-- What you need to do --
Only lines with the word "resources" are needed; collect each of them from the listing below.

BEGIN

use crate::logs::LogSink;
use crate::process::Invocation;
use crate::RuntimeError;
use async_trait::async_trait;
use liftoff_schema::{Outputs, Provider};
use serde_json::{json, Value};
use std::collections::BTreeMap;
use std::fs;
use std::path::{Path, PathBuf};
use tracing::{debug, info};

pub const BACKEND_FILE: &str = "liftoff_backend.tf.json";
pub const VARIABLES_FILE: &str = "liftoff.auto.tfvars.json";

/// Where the engine keeps the state of one resource in one environment.
#[derive(Debug, Clone, PartialEq, Eq)]
pub enum StateLocation {
    Local {
        path: PathBuf,
    },
    Bucket {
        provider: Provider,
        bucket: String,
        /// `{project}/{env}/resources/{name}`
        prefix: String,
        region: String,
    },
    /// Control-plane state endpoint; `lock_id` ties engine state locking to
    /// the lock Liftoff holds.
    ControlPlane {
        url: String,
        lock_id: Option<String>,
    },
}

impl StateLocation {
    /// The location as one string: a path, `gs://`/`s3://` prefix, or URL.
    pub fn render(&self) -> String {
        match self {
            StateLocation::Local { path } => path.display().to_string(),
            StateLocation::Bucket {
                provider, bucket, prefix, ..
            } => {
                let scheme = match provider {
                    Provider::Gcp => "gs",
                    Provider::Aws => "s3",
                };
                format!("{scheme}://{bucket}/{prefix}")
            }
            StateLocation::ControlPlane { url, lock_id } => match lock_id {
                Some(id) => {
                    let sep = if url.contains('?') { '&' } else { '?' };
                    format!("{url}{sep}lock_id={id}")
                }
                None => url.clone(),
            },
        }
    }

    /// `terraform { backend ... }` block in JSON configuration syntax.
    pub fn backend_config(&self) -> Value {
        let backend = match self {
            StateLocation::Local { path } => json!({ "local": { "path": path } }),
            StateLocation::Bucket {
                provider: Provider::Gcp,
                bucket,
                prefix,
                ..
            } => json!({ "gcs": { "bucket": bucket, "prefix": prefix } }),
            StateLocation::Bucket {
                provider: Provider::Aws,
                bucket,
                prefix,
                region,
            } => json!({
                "s3": {
                    "bucket": bucket,
                    "key": format!("{prefix}/terraform.tfstate"),
                    "region": region,
                }
            }),
            // No lock_address: the Liftoff lock named by lock_id already
            // serializes writers, and the server checks it on every write.
            StateLocation::ControlPlane { .. } => json!({ "http": { "address": self.render() } }),
        };
        json!({ "terraform": { "backend": backend } })
    }
}

/// Everything the engine needs for one apply or destroy.
#[derive(Debug, Clone)]
pub struct EngineRequest {
    /// Unit name, for logs and work directory naming.
    pub unit: String,
    pub module_dir: PathBuf,
    pub state: StateLocation,
    pub variables: BTreeMap<String, Value>,
}

#[async_trait]
pub trait ProvisioningEngine: Send + Sync {
    fn name(&self) -> &str;

    /// Converge the module and return its flattened outputs.
    async fn apply(&self, request: &EngineRequest, sink: &dyn LogSink) -> Result<Outputs, RuntimeError>;

    async fn destroy(&self, request: &EngineRequest, sink: &dyn LogSink) -> Result<(), RuntimeError>;
}

/// Runs the `tofu` (or `terraform`) CLI in a scratch copy of the module.
pub struct TofuEngine {
    binary: String,
    work_root: PathBuf,
}

impl TofuEngine {
    pub fn new(binary: &str, work_root: &Path) -> Self {
        Self {
            binary: binary.to_owned(),
            work_root: work_root.to_path_buf(),
        }
    }

    /// Copy the module into a fresh work directory and write the generated
    /// backend and variable files next to it.
    async fn prepare(&self, request: &EngineRequest) -> Result<tempfile::TempDir, RuntimeError> {
        let work_root = self.work_root.clone();
        let module_dir = request.module_dir.clone();
        let unit = request.unit.clone();
        let backend = serde_json::to_vec_pretty(&request.state.backend_config())?;
        let variables = serde_json::to_vec_pretty(&request.variables)?;
        tokio::task::spawn_blocking(move || {
            if !module_dir.is_dir() {
                return Err(RuntimeError::NotFound(format!(
                    "module directory {}",
                    module_dir.display()
                )));
            }
            fs::create_dir_all(&work_root)?;
            let work = tempfile::Builder::new()
                .prefix(&format!("{unit}-"))
                .tempdir_in(&work_root)?;
            copy_module(&module_dir, work.path())?;
            fs::write(work.path().join(BACKEND_FILE), backend)?;
            fs::write(work.path().join(VARIABLES_FILE), variables)?;
            Ok(work)
        })
        .await
        .map_err(|e| RuntimeError::Io(std::io::Error::other(e)))?
    }

    fn tofu(&self, dir: &Path) -> Invocation {
        Invocation::new(&self.binary)
            .current_dir(dir)
            .env("TF_IN_AUTOMATION", "1")
            .env("TF_INPUT", "0")
    }

    async fn init(&self, dir: &Path, sink: &dyn LogSink) -> Result<(), RuntimeError> {
        self.tofu(dir)
            .args(["init", "-input=false", "-no-color", "-reconfigure"])
            .run("init", sink)
            .await?;
        Ok(())
    }
}

#[async_trait]
impl ProvisioningEngine for TofuEngine {
    fn name(&self) -> &str {
        &self.binary
    }

    async fn apply(&self, request: &EngineRequest, sink: &dyn LogSink) -> Result<Outputs, RuntimeError> {
        let work = self.prepare(request).await?;
        info!(unit = %request.unit, state = %request.state.render(), "applying module");
        self.init(work.path(), sink).await?;
        self.tofu(work.path())
            .args(["apply", "-auto-approve", "-input=false", "-no-color"])
            .run("apply", sink)
            .await?;
        let raw = self
            .tofu(work.path())
            .args(["output", "-json", "-no-color"])
            .capture_stdout()
            .run("output", sink)
            .await?;
        let outputs = flatten_outputs(&raw)?;
        debug!(unit = %request.unit, fields = outputs.len(), "outputs read");
        Ok(outputs)
    }

    async fn destroy(&self, request: &EngineRequest, sink: &dyn LogSink) -> Result<(), RuntimeError> {
        let work = self.prepare(request).await?;
        info!(unit = %request.unit, state = %request.state.render(), "destroying module");
        self.init(work.path(), sink).await?;
        self.tofu(work.path())
            .args(["destroy", "-auto-approve", "-input=false", "-no-color"])
            .run("destroy", sink)
            .await?;
        Ok(())
    }
}

/// Recursive copy that leaves out `.terraform` caches and stale state files.
fn copy_module(src: &Path, dst: &Path) -> Result<(), RuntimeError> {
    for entry in fs::read_dir(src)? {
        let entry = entry?;
        let name = entry.file_name();
        let name_str = name.to_string_lossy();
        if name_str == ".terraform" || name_str.ends_with(".tfstate") || name_str == BACKEND_FILE {
            continue;
        }
        let target = dst.join(&name);
        let file_type = entry.file_type()?;
        if file_type.is_dir() {
            fs::create_dir_all(&target)?;
            copy_module(&entry.path(), &target)?;
        } else if file_type.is_file() {
            fs::copy(entry.path(), &target)?;
        }
    }
    Ok(())
}

/// `output -json` yields `{"name": {"value": ..., "type": ..., "sensitive": ..}}`.
/// Strings are kept verbatim; other values are re-encoded as compact JSON.
pub fn flatten_outputs(raw: &str) -> Result<Outputs, RuntimeError> {
    let trimmed = raw.trim();
    if trimmed.is_empty() {
        return Ok(Outputs::new());
    }
    let parsed: BTreeMap<String, Value> = serde_json::from_str(trimmed)
        .map_err(|e| RuntimeError::InvalidOutput(format!("output -json: {e}")))?;
    let mut outputs = Outputs::new();
    for (name, entry) in parsed {
        let value = entry
            .get("value")
            .ok_or_else(|| RuntimeError::InvalidOutput(format!("output '{name}' has no value")))?;
        let flat = match value {
            Value::String(s) => s.clone(),
            Value::Null => continue,
            other => other.to_string(),
        };
        outputs.insert(name, flat);
    }
    Ok(outputs)
}

#[cfg(test)]
mod tests {
    use super::*;
    use crate::logs::MemorySink;

    #[test]
    fn render_state_locations() {
        let local = StateLocation::Local {
            path: PathBuf::from("/tmp/state/shop/dev/db.tfstate"),
        };
        assert_eq!(local.render(), "/tmp/state/shop/dev/db.tfstate");

        let gcs = StateLocation::Bucket {
            provider: Provider::Gcp,
            bucket: "shop-dev-artifacts".to_owned(),
            prefix: "shop/dev/resources/db".to_owned(),
            region: "europe-west1".to_owned(),
        };
        assert_eq!(gcs.render(), "gs://shop-dev-artifacts/shop/dev/resources/db");

        let cp = StateLocation::ControlPlane {
            url: "https://cp.example.com/v1/state/shop/dev/db".to_owned(),
            lock_id: Some("tok-1".to_owned()),
        };
        assert_eq!(
            cp.render(),
            "https://cp.example.com/v1/state/shop/dev/db?lock_id=tok-1"
        );
        let cp = StateLocation::ControlPlane {
            url: "https://cp.example.com/state?account_id=a".to_owned(),
            lock_id: Some("t".to_owned()),
        };
        assert!(cp.render().ends_with("?account_id=a&lock_id=t"));
    }

    #[test]
    fn backend_blocks_per_location() {
        let s3 = StateLocation::Bucket {
            provider: Provider::Aws,
            bucket: "b".to_owned(),
            prefix: "shop/dev/resources/db".to_owned(),
            region: "eu-west-1".to_owned(),
        };
        let cfg = s3.backend_config();
        assert_eq!(
            cfg["terraform"]["backend"]["s3"]["key"],
            "shop/dev/resources/db/terraform.tfstate"
        );
        assert_eq!(cfg["terraform"]["backend"]["s3"]["region"], "eu-west-1");

        let cp = StateLocation::ControlPlane {
            url: "https://cp/state".to_owned(),
            lock_id: Some("abc".to_owned()),
        };
        let cfg = cp.backend_config();
        assert_eq!(
            cfg["terraform"]["backend"]["http"]["address"],
            "https://cp/state?lock_id=abc"
        );
        assert!(cfg["terraform"]["backend"]["http"].get("lock_address").is_none());
    }

    #[test]
    fn flatten_keeps_strings_and_encodes_the_rest() {
        let raw = r#"{
            "connection_url": {"sensitive": true, "type": "string", "value": "postgres://db"},
            "port": {"sensitive": false, "type": "number", "value": 5432},
            "zones": {"sensitive": false, "type": ["list", "string"], "value": ["a", "b"]},
            "unset": {"sensitive": false, "type": "string", "value": null}
        }"#;
        let out = flatten_outputs(raw).unwrap();
        assert_eq!(out["connection_url"], "postgres://db");
        assert_eq!(out["port"], "5432");
        assert_eq!(out["zones"], r#"["a","b"]"#);
        assert!(!out.contains_key("unset"));
        assert!(flatten_outputs("  \n").unwrap().is_empty());
    }

    #[test]
    fn flatten_rejects_garbage() {
        assert!(matches!(
            flatten_outputs("not json"),
            Err(RuntimeError::InvalidOutput(_))
        ));
        assert!(matches!(
            flatten_outputs(r#"{"a": {"type": "string"}}"#),
            Err(RuntimeError::InvalidOutput(_))
        ));
    }

    #[test]
    fn copy_module_skips_engine_caches() {
        let src = tempfile::tempdir().unwrap();
        let dst = tempfile::tempdir().unwrap();
        fs::write(src.path().join("main.tf"), "resource {}").unwrap();
        fs::write(src.path().join("terraform.tfstate"), "{}").unwrap();
        fs::create_dir_all(src.path().join(".terraform/providers")).unwrap();
        fs::create_dir_all(src.path().join("nested")).unwrap();
        fs::write(src.path().join("nested/vars.tf"), "variable {}").unwrap();

        copy_module(src.path(), dst.path()).unwrap();
        assert!(dst.path().join("main.tf").exists());
        assert!(dst.path().join("nested/vars.tf").exists());
        assert!(!dst.path().join("terraform.tfstate").exists());
        assert!(!dst.path().join(".terraform").exists());
    }

    #[cfg(unix)]
    #[tokio::test]
    async fn tofu_engine_drives_cli_steps() {
        use std::os::unix::fs::PermissionsExt;

        let dir = tempfile::tempdir().unwrap();
        let module = dir.path().join("module");
        fs::create_dir_all(&module).unwrap();
        fs::write(module.join("main.tf"), "").unwrap();

        // Stand-in CLI: logs each step and answers `output -json`.
        let bin = dir.path().join("fake-tofu");
        fs::write(
            &bin,
            "#!/bin/sh\n\
             test -f liftoff.auto.tfvars.json || exit 9\n\
             test -f liftoff_backend.tf.json || exit 9\n\
             case \"$1\" in\n\
               output) echo '{\"id\":{\"value\":\"db-1\"},\"port\":{\"value\":5432}}' ;;\n\
               *) echo \"step $1\" ;;\n\
             esac\n",
        )
        .unwrap();
        fs::set_permissions(&bin, fs::Permissions::from_mode(0o755)).unwrap();

        let engine = TofuEngine::new(bin.to_str().unwrap(), &dir.path().join("work"));
        let mut variables = BTreeMap::new();
        variables.insert("resource_id".to_owned(), json!("db"));
        let request = EngineRequest {
            unit: "db".to_owned(),
            module_dir: module.clone(),
            state: StateLocation::Local {
                path: dir.path().join("state/db.tfstate"),
            },
            variables,
        };
        let sink = MemorySink::new();
        let outputs = engine.apply(&request, &sink).await.unwrap();
        assert_eq!(outputs["id"], "db-1");
        assert_eq!(outputs["port"], "5432");
        assert_eq!(sink.lines(), vec!["step init", "step apply"]);

        let sink = MemorySink::new();
        engine.destroy(&request, &sink).await.unwrap();
        assert_eq!(sink.lines(), vec!["step init", "step destroy"]);
    }

    #[tokio::test]
    async fn missing_module_is_not_found() {
        let dir = tempfile::tempdir().unwrap();
        let engine = TofuEngine::new("tofu", dir.path());
        let request = EngineRequest {
            unit: "db".to_owned(),
            module_dir: dir.path().join("nope"),
            state: StateLocation::Local {
                path: dir.path().join("s"),
            },
            variables: BTreeMap::new(),
        };
        let err = engine.apply(&request, &MemorySink::new()).await.unwrap_err();
        assert!(matches!(err, RuntimeError::NotFound(_)));
    }
}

END

-- Solution for this problem --
        /// `{project}/{env}/resources/{name}`
            prefix: "shop/dev/resources/db".to_owned(),
        assert_eq!(gcs.render(), "gs://shop-dev-artifacts/shop/dev/resources/db");
            prefix: "shop/dev/resources/db".to_owned(),
            "shop/dev/resources/db/terraform.tfstate"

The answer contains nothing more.